Highway Cross - I thought this band sounded familiar and I see that I did catch a set a couple of years back. I enjoyed the creativity they employed while dishing out a short set of hardcore punk songs. It was quite similar tonight, although I thought they were extra special here. They only play for 17 minutes, but do not spend more than a few seconds (if that) between songs. The songs are loaded with energy and strong sonic patterns working between the two guitars. The lead guitarist does an awful lot beyond the expected solos. The opening number's chord patterns reminded me of the Bad Brains' "Don't Bother Me". That formative harDCore sound mixed with that of Chicago's Effigies is what I was hearing here tonight. And the sound was crisp and powerful in the big room of the Black Cat. I will try to see this band a little more frequently as they have great understanding of their genre and are willing to push out more than most.

Tone - I was chatting with someone about how I see a band and don't realize until the next day that I have seen them once, maybe twice before. I see so many bands that sometimes my brain is a disorganized mess. But with DC's Tone, the first time I saw them provided a permanent memory of the brilliant sound they conjure up. I have enjoyed them a lot in the subsequent shows and now after tonight's 51 minute set, I have to conclude they are an essential part of the DC music scene. They still perform instrumental music with three guitars and a rhythm section. And although the term shoegaze will quickly come to mind, it is important to state how much these guys really rock. The drummer provides rollicking beats which don't anchor the sound as much as kick it forward. The four axes all work powerfully off of the beat to do textural work, sonic exploration, and engage in fierce rocking riffage. There is loads of melody and distinctions between songs. If you like Mogwai or Mono, Tone offers nothing less than those giants of the field. But they also add a ferocious rocking quality like Kinski at times. If you are someone who has not experienced this band by now, then you need to hop aboard. Bands do not last forever.
Black Clouds - This DC trio works the same terrain as Tone with loud roaring instrumental music. They have some synth sounds worked into the guitar, bass, and drums and blast away their brand of thick and powerful shoegaze rock. A nice touch is the spiffy light show which shoots out of various points of the stage amidst the smoky atmosphere. They have some intricacies noticeable, although I would still like to see more in the songwriting. Although to be fair, they don't have three guitarists on stage to play off each other. They did a fine job tonight and the Black Cat had a few hundred people here that supported local music that could easily play on any world stage. The crowd left happy and I had a great night from start to finish.

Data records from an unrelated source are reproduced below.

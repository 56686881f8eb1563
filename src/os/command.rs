//! External Command Execution
//!
//! Every subprocess the runtime spawns (mount helpers, mkfs, vendor CLIs)
//! goes through [`CommandExecutor`], so drivers can be exercised against a
//! recording fake instead of the host.
//!
//! Secrets are only ever delivered on the child's standard input. When a
//! command is marked as a new session the child is moved into its own
//! session before exec, leaving it without a controlling terminal to
//! prompt on.

use crate::error::{Error, Result};
use async_trait::async_trait;
use std::io::{self, ErrorKind};
use std::process::Stdio;
use std::sync::Arc;
use tokio::io::AsyncWriteExt;
use tracing::debug;

// =============================================================================
// Command Description
// =============================================================================

/// Bytes written to a child's standard input; never logged
#[derive(Clone, Default, PartialEq, Eq)]
pub struct Secret(Vec<u8>);

impl Secret {
    pub fn new(bytes: impl Into<Vec<u8>>) -> Self {
        Self(bytes.into())
    }

    /// A passphrase terminated by a single newline
    pub fn line(passphrase: &str) -> Self {
        let mut bytes = passphrase.as_bytes().to_vec();
        bytes.push(b'\n');
        Self(bytes)
    }

    pub fn expose(&self) -> &[u8] {
        &self.0
    }
}

impl std::fmt::Debug for Secret {
    fn fmt(&self, f: &mut std::fmt::Formatter<'_>) -> std::fmt::Result {
        f.write_str("Secret(******)")
    }
}

/// A command to run
#[derive(Debug, Clone, PartialEq, Eq)]
pub struct CommandSpec {
    /// Name reported in errors (e.g. `mkfs`, `objectivefsMount`)
    pub action: String,
    pub program: String,
    pub args: Vec<String>,
    /// Extra environment for the child
    pub envs: Vec<(String, String)>,
    /// Start from an empty environment (keeping only `PATH`) instead of
    /// inheriting the parent's
    pub env_clear: bool,
    pub stdin: Option<Secret>,
    /// Start the child in a new session with no controlling terminal
    pub new_session: bool,
}

impl CommandSpec {
    pub fn new(action: impl Into<String>, program: impl Into<String>) -> Self {
        Self {
            action: action.into(),
            program: program.into(),
            args: Vec::new(),
            envs: Vec::new(),
            env_clear: false,
            stdin: None,
            new_session: false,
        }
    }

    pub fn arg(mut self, arg: impl Into<String>) -> Self {
        self.args.push(arg.into());
        self
    }

    pub fn args<I, S>(mut self, args: I) -> Self
    where
        I: IntoIterator<Item = S>,
        S: Into<String>,
    {
        self.args.extend(args.into_iter().map(Into::into));
        self
    }

    pub fn env(mut self, key: impl Into<String>, value: impl Into<String>) -> Self {
        self.envs.push((key.into(), value.into()));
        self
    }

    pub fn env_clear(mut self) -> Self {
        self.env_clear = true;
        self
    }

    pub fn stdin(mut self, secret: Secret) -> Self {
        self.stdin = Some(secret);
        self
    }

    pub fn new_session(mut self) -> Self {
        self.new_session = true;
        self
    }

    /// Program followed by its arguments
    pub fn argv(&self) -> Vec<String> {
        std::iter::once(self.program.clone())
            .chain(self.args.iter().cloned())
            .collect()
    }
}

/// Captured result of a finished command
#[derive(Debug, Clone, Default, PartialEq, Eq)]
pub struct CommandOutput {
    pub stdout: String,
    pub stderr: String,
    pub status: i32,
}

impl CommandOutput {
    pub fn success(&self) -> bool {
        self.status == 0
    }

    /// Convert a non-zero exit into [`Error::CommandFailed`]
    pub fn check(self, spec: &CommandSpec) -> Result<CommandOutput> {
        if self.success() {
            return Ok(self);
        }
        Err(Error::CommandFailed {
            action: spec.action.clone(),
            args: spec.argv(),
            stdout: self.stdout,
            stderr: self.stderr,
            status: self.status,
        })
    }
}

// =============================================================================
// Executor Port
// =============================================================================

#[async_trait]
pub trait CommandExecutor: Send + Sync {
    /// Run to completion, returning output regardless of exit status
    async fn run(&self, spec: &CommandSpec) -> Result<CommandOutput>;

    /// Run to completion, failing on a non-zero exit status
    async fn run_checked(&self, spec: &CommandSpec) -> Result<CommandOutput> {
        self.run(spec).await?.check(spec)
    }
}

pub type CommandExecutorRef = Arc<dyn CommandExecutor>;

// =============================================================================
// Host Executor
// =============================================================================

/// Spawns real processes on the host
#[derive(Debug, Clone, Copy, Default)]
pub struct HostCommands;

impl HostCommands {
    pub fn shared() -> CommandExecutorRef {
        Arc::new(HostCommands)
    }
}

#[async_trait]
impl CommandExecutor for HostCommands {
    async fn run(&self, spec: &CommandSpec) -> Result<CommandOutput> {
        debug!(
            action = %spec.action,
            program = %spec.program,
            args = ?spec.args,
            stdin = spec.stdin.is_some(),
            new_session = spec.new_session,
            "Running command"
        );

        let mut command = tokio::process::Command::new(&spec.program);
        if spec.env_clear {
            command.env_clear();
            if let Some(path) = std::env::var_os("PATH") {
                command.env("PATH", path);
            }
        }
        command
            .args(&spec.args)
            .envs(spec.envs.iter().map(|(k, v)| (k.as_str(), v.as_str())))
            .stdout(Stdio::piped())
            .stderr(Stdio::piped())
            .stdin(if spec.stdin.is_some() {
                Stdio::piped()
            } else {
                Stdio::null()
            })
            .kill_on_drop(true);

        #[cfg(unix)]
        if spec.new_session {
            // SAFETY: setsid is async-signal-safe and touches no parent state.
            unsafe {
                command.pre_exec(|| {
                    nix::unistd::setsid().map_err(std::io::Error::from)?;
                    Ok(())
                });
            }
        }

        let mut child = command.spawn().map_err(|e| Error::CommandFailed {
            action: spec.action.clone(),
            args: spec.argv(),
            stdout: String::new(),
            stderr: e.to_string(),
            status: -1,
        })?;

        if let Some(secret) = &spec.stdin {
            if let Some(stdin) = child.stdin.take() {
                match write_secret(stdin, secret).await {
                    Ok(()) => {}
                    // The child exited without reading; its status tells why
                    Err(e) if e.kind() == ErrorKind::BrokenPipe => {
                        debug!(action = %spec.action, "Child closed stdin before reading it");
                    }
                    Err(e) => return Err(e.into()),
                }
            }
        }

        let output = child.wait_with_output().await?;
        let result = CommandOutput {
            stdout: String::from_utf8_lossy(&output.stdout).into_owned(),
            stderr: String::from_utf8_lossy(&output.stderr).into_owned(),
            status: output.status.code().unwrap_or(-1),
        };
        debug!(action = %spec.action, status = result.status, "Command finished");
        Ok(result)
    }
}

/// Write the secret and close the pipe so the child sees EOF
async fn write_secret(mut stdin: tokio::process::ChildStdin, secret: &Secret) -> io::Result<()> {
    stdin.write_all(secret.expose()).await?;
    stdin.flush().await
}

/// Whether an executable resolves on the search path
pub fn executable_exists(name: &str) -> bool {
    which::which(name).is_ok()
}

// =============================================================================
// Recording Fake
// =============================================================================


#[cfg(test)]
mod tests {
    use super::*;
    use assert_matches::assert_matches;

    #[test]
    fn test_secret_is_not_debug_printed() {
        let spec = CommandSpec::new("objectivefsMount", "mount")
            .args(["-t", "objectivefs", "s3://bucket", "/mnt"])
            .stdin(Secret::line("hunter2"))
            .new_session();
        let printed = format!("{:?}", spec);
        assert!(!printed.contains("hunter2"));
        assert!(printed.contains("******"));
        assert_eq!(spec.stdin.as_ref().unwrap().expose(), b"hunter2\n");
        assert!(!spec.args.iter().any(|a| a.contains("hunter2")));
    }

    #[test]
    fn test_check_maps_failure() {
        let spec = CommandSpec::new("mkfs", "mkfs.ext4").args(["-F", "/dev/xvdf"]);
        let out = CommandOutput {
            stdout: String::new(),
            stderr: "device busy".into(),
            status: 1,
        };
        assert_matches!(
            out.check(&spec),
            Err(Error::CommandFailed { ref action, ref args, status: 1, .. })
                if action == "mkfs" && args[0] == "mkfs.ext4"
        );
    }

    #[cfg(unix)]
    #[tokio::test]
    async fn test_host_command_reads_stdin() {
        if !executable_exists("cat") {
            return;
        }
        let spec = CommandSpec::new("echo", "cat")
            .stdin(Secret::line("passphrase"))
            .new_session();
        let out = HostCommands.run_checked(&spec).await.unwrap();
        assert_eq!(out.stdout, "passphrase\n");
    }

    #[cfg(unix)]
    #[tokio::test]
    async fn test_unread_stdin_still_reports_exit_status() {
        if !executable_exists("sh") {
            return;
        }
        // Larger than a pipe buffer, so the write outlives the child
        let secret = Secret::new(vec![b'x'; 1 << 20]);
        let spec = CommandSpec::new("objectivefsCreate", "sh")
            .args(["-c", "echo refused >&2; exit 4"])
            .stdin(secret);
        let err = HostCommands.run_checked(&spec).await.unwrap_err();
        assert_matches!(
            err,
            Error::CommandFailed { ref action, ref stderr, status: 4, .. }
                if action == "objectivefsCreate" && stderr.trim() == "refused"
        );
    }

    #[cfg(unix)]
    #[tokio::test]
    async fn test_env_clear_drops_parent_environment() {
        if !executable_exists("sh") {
            return;
        }
        let spec = CommandSpec::new("env", "sh")
            .args(["-c", "echo ${HOME:-none} ${CARGO_PKG_NAME:-none} $ONLY"])
            .env("ONLY", "kept")
            .env_clear();
        let out = HostCommands.run_checked(&spec).await.unwrap();
        assert_eq!(out.stdout.trim(), "none none kept");
    }

    #[cfg(unix)]
    #[tokio::test]
    async fn test_host_command_failure_captures_output() {
        if !executable_exists("sh") {
            return;
        }
        let spec = CommandSpec::new("fail", "sh").args(["-c", "echo oops >&2; exit 3"]);
        let err = HostCommands.run_checked(&spec).await.unwrap_err();
        assert_matches!(
            err,
            Error::CommandFailed { ref stderr, status: 3, .. } if stderr.trim() == "oops"
        );
    }
}
#[cfg(all(test, target_os = "linux"))]
mod tests {
    use super::*;
    use crate::os::command::fake::RecordingCommands;
    use crate::os::probe::tests::device_image;
    use assert_matches::assert_matches;
    use parking_lot::Mutex;
    use std::io::Write;
    use std::os::unix::fs::PermissionsExt;

    #[derive(Default)]
    struct RecordingMounter {
        mounts: Mutex<Vec<(String, String, String, String)>>,
    }

    #[async_trait]
    impl Mounter for RecordingMounter {
        async fn mount(&self, source: &str, target: &str, fs: &str, options: &str) -> Result<()> {
            self.mounts.lock().push((
                source.to_string(),
                target.to_string(),
                fs.to_string(),
                options.to_string(),
            ));
            Ok(())
        }

        async fn unmount(&self, _target: &str) -> Result<()> {
            Ok(())
        }
    }

    struct Harness {
        driver: LinuxOsDriver,
        commands: Arc<RecordingCommands>,
        mounter: Arc<RecordingMounter>,
        table: tempfile::NamedTempFile,
        mount_dir: tempfile::TempDir,
    }

    impl Harness {
        async fn new(yaml: &str) -> Self {
            let commands = RecordingCommands::new();
            let mounter = Arc::new(RecordingMounter::default());
            let table = tempfile::NamedTempFile::new().unwrap();
            let mut driver =
                LinuxOsDriver::with_backends(commands.clone(), mounter.clone(), table.path());
            let config = Config::isolated();
            config.load_yaml_str(yaml).unwrap();
            driver.init(&config).await.unwrap();
            Self {
                driver,
                commands,
                mounter,
                table,
                mount_dir: tempfile::tempdir().unwrap(),
            }
        }

        fn mount_point(&self) -> String {
            self.mount_dir.path().display().to_string()
        }

        fn add_mount(&mut self, source: &str, target: &str) {
            writeln!(self.table, "60 22 0:50 / {} rw - fuse {} rw", target, source).unwrap();
            self.table.flush().unwrap();
        }
    }

    #[test]
    fn test_device_classification() {
        assert_eq!(DeviceClass::of("s3://bucket"), DeviceClass::ObjectFs);
        assert_eq!(DeviceClass::of("10.0.0.5:/"), DeviceClass::Network);
        assert_eq!(DeviceClass::of("/dev/xvdf"), DeviceClass::Block);
    }

    #[test]
    fn test_mount_options() {
        let opts = DeviceMountOpts {
            mount_options: "noatime".into(),
            mount_label: String::new(),
        };
        assert_eq!(mount_options("ext4", &opts), "noatime");
        assert_eq!(mount_options("xfs", &opts), "noatime,nouuid");
        assert_eq!(mount_options("xfs", &DeviceMountOpts::default()), "nouuid");
    }

    #[test]
    fn test_split_mount_options() {
        let (flags, data) = split_mount_options("ro,noatime,nouuid,discard");
        assert!(flags.contains(nix::mount::MsFlags::MS_RDONLY));
        assert!(flags.contains(nix::mount::MsFlags::MS_NOATIME));
        assert_eq!(data, "nouuid,discard");
    }

    #[tokio::test]
    async fn test_format_is_noop_on_existing_filesystem() {
        let h = Harness::new("{}").await;
        let image = device_image(Some("ext4"));
        let device = image.path().display().to_string();

        h.driver
            .format(&device, &DeviceFormatOpts::default())
            .await
            .unwrap();
        assert!(h.commands.calls().is_empty());
    }

    #[tokio::test]
    async fn test_format_creates_filesystem() {
        let h = Harness::new("{}").await;
        let blank = device_image(None);
        let device = blank.path().display().to_string();

        h.driver
            .format(&device, &DeviceFormatOpts::default())
            .await
            .unwrap();

        let existing = device_image(Some("ext4"));
        let existing_dev = existing.path().display().to_string();
        let overwrite = DeviceFormatOpts {
            new_fs_type: "xfs".into(),
            overwrite: true,
        };
        h.driver.format(&existing_dev, &overwrite).await.unwrap();

        let calls = h.commands.calls();
        assert_eq!(calls.len(), 2);
        assert_eq!(calls[0].argv(), vec!["mkfs.ext4", "-F", device.as_str()]);
        assert_eq!(calls[1].argv(), vec!["mkfs.xfs", "-f", existing_dev.as_str()]);
    }

    #[tokio::test]
    async fn test_format_rejects_unknown_type() {
        let h = Harness::new("{}").await;
        let blank = device_image(None);
        let opts = DeviceFormatOpts {
            new_fs_type: "zfs".into(),
            overwrite: false,
        };
        assert_matches!(
            h.driver.format(&blank.path().display().to_string(), &opts).await,
            Err(Error::UnsupportedFileSystem { ref fs_type }) if fs_type == "zfs"
        );
        assert!(h.commands.calls().is_empty());
    }

    #[tokio::test]
    async fn test_block_mount_probes_and_creates_data_dir() {
        let h = Harness::new("linux:\n  volume:\n    filemode: \"0750\"\n").await;
        let image = device_image(Some("xfs"));
        let device = image.path().display().to_string();
        let mp = h.mount_point();

        h.driver
            .mount(&device, &mp, &DeviceMountOpts::default())
            .await
            .unwrap();

        let mounts = h.mounter.mounts.lock().clone();
        assert_eq!(mounts, vec![(device, mp.clone(), "xfs".into(), "nouuid".into())]);

        let data = h.driver.volume_mount_path(&mp);
        let mode = std::fs::metadata(&data).unwrap().permissions().mode() & 0o777;
        assert_eq!(mode, 0o750);
    }

    #[tokio::test]
    async fn test_block_mount_of_unformatted_device_fails() {
        let h = Harness::new("{}").await;
        let blank = device_image(None);
        assert_matches!(
            h.driver
                .mount(&blank.path().display().to_string(), &h.mount_point(), &DeviceMountOpts::default())
                .await,
            Err(Error::UnknownFileSystem { .. })
        );
        assert!(h.mounter.mounts.lock().is_empty());
    }

    #[tokio::test]
    async fn test_network_mount_runs_helper() {
        let h = Harness::new("linux:\n  volume:\n    rootpath: /payload\n").await;
        let mp = h.mount_point();
        h.driver
            .mount("10.0.0.5:/", &mp, &DeviceMountOpts::default())
            .await
            .unwrap();

        let calls = h.commands.calls();
        assert_eq!(calls[0].argv(), vec!["mount", "10.0.0.5:/", mp.as_str()]);
        assert!(calls[0].stdin.is_none());
        assert!(h.mount_dir.path().join("payload").is_dir());
    }

    #[tokio::test]
    async fn test_object_fs_mount_pipes_passphrase_and_verifies() {
        let mut h =
            Harness::new("linux:\n  volume:\n    objectivefsPassphrase: s3cret\n").await;
        let mp = h.mount_point();
        h.add_mount("s3://bucket", &mp);

        h.driver
            .mount("s3://bucket", &mp, &DeviceMountOpts::default())
            .await
            .unwrap();

        let calls = h.commands.calls();
        assert_eq!(calls.len(), 1);
        let call = &calls[0];
        assert_eq!(call.argv(), vec!["mount", "-t", "objectivefs", "s3://bucket", mp.as_str()]);
        assert_eq!(call.stdin.as_ref().unwrap().expose(), b"s3cret\n");
        assert!(call.new_session);
        assert!(call.envs.is_empty());
        assert!(!call.argv().iter().any(|a| a.contains("s3cret")));
    }

    #[tokio::test]
    async fn test_object_fs_mount_not_trusted_without_table_entry() {
        let h = Harness::new("linux:\n  volume:\n    objectivefsPassphrase: s3cret\n").await;
        let mp = h.mount_point();
        assert_matches!(
            h.driver.mount("s3://bucket", &mp, &DeviceMountOpts::default()).await,
            Err(Error::Mount { .. })
        );
    }

    #[tokio::test]
    async fn test_object_fs_mount_requires_passphrase() {
        let h = Harness::new("{}").await;
        assert_matches!(
            h.driver
                .mount("s3://bucket", &h.mount_point(), &DeviceMountOpts::default())
                .await,
            Err(Error::Configuration(_))
        );
        assert!(h.commands.calls().is_empty());
    }

    #[tokio::test]
    async fn test_mounts_filtering_and_is_mounted() {
        let mut h = Harness::new("{}").await;
        h.add_mount("host:/export", "/mnt/export");

        assert_eq!(h.driver.mounts("", "").await.unwrap().len(), 1);
        assert_eq!(
            h.driver.mounts("host:/export", "").await.unwrap()[0].mount_point,
            "/mnt/export"
        );
        assert_matches!(
            h.driver.mounts("host:/export", "/mnt/export").await,
            Err(Error::Usage(_))
        );
        assert!(h.driver.is_mounted("/mnt/export").await.unwrap());
        assert!(!h.driver.is_mounted("/mnt/other").await.unwrap());
    }
}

Plug of the Night: Although I thought my festival days may be behind me, I am tempted to do Cropredy this year (helps that I may have a place to stay two fields over from the rural locale). There is a fine line-up, although if you don't want to go to England, you will be able to see Steve Hackett in DC at the Lincoln Theatre as he kicks off his US tour on March 26th.

Saturday, February 1, 2014

RECORD REVIEWS - January 2014

I almost thought this was going to be heavily keyboard or electronically oriented pop music, the way this album began. That was in major part to the ethereal dreamy vocals here. But the percussion and twang in the guitar takes this into exciting full band territory. The vocal work consistently establishes the atmosphere and the songs work up enough magic to keep you wanting more as the album proceeds. This is a fine band in the quieter moody areas of pop music and I would rather see them succeed over the more cliche ridden bands who keep it overly simple. The slight edginess here makes all the difference in bringing it home to the discriminating listeners.

Songs to try first:

Lost Boy - Great guitar work adds a subtle layer to this dreamy song.

Airwaves - The percussion stirs up the energy and the guitar follows nicely as the dreamy vocals pull it back a bit.

Colours - Yet another lovely song, heck they are all good, don't stop with these three.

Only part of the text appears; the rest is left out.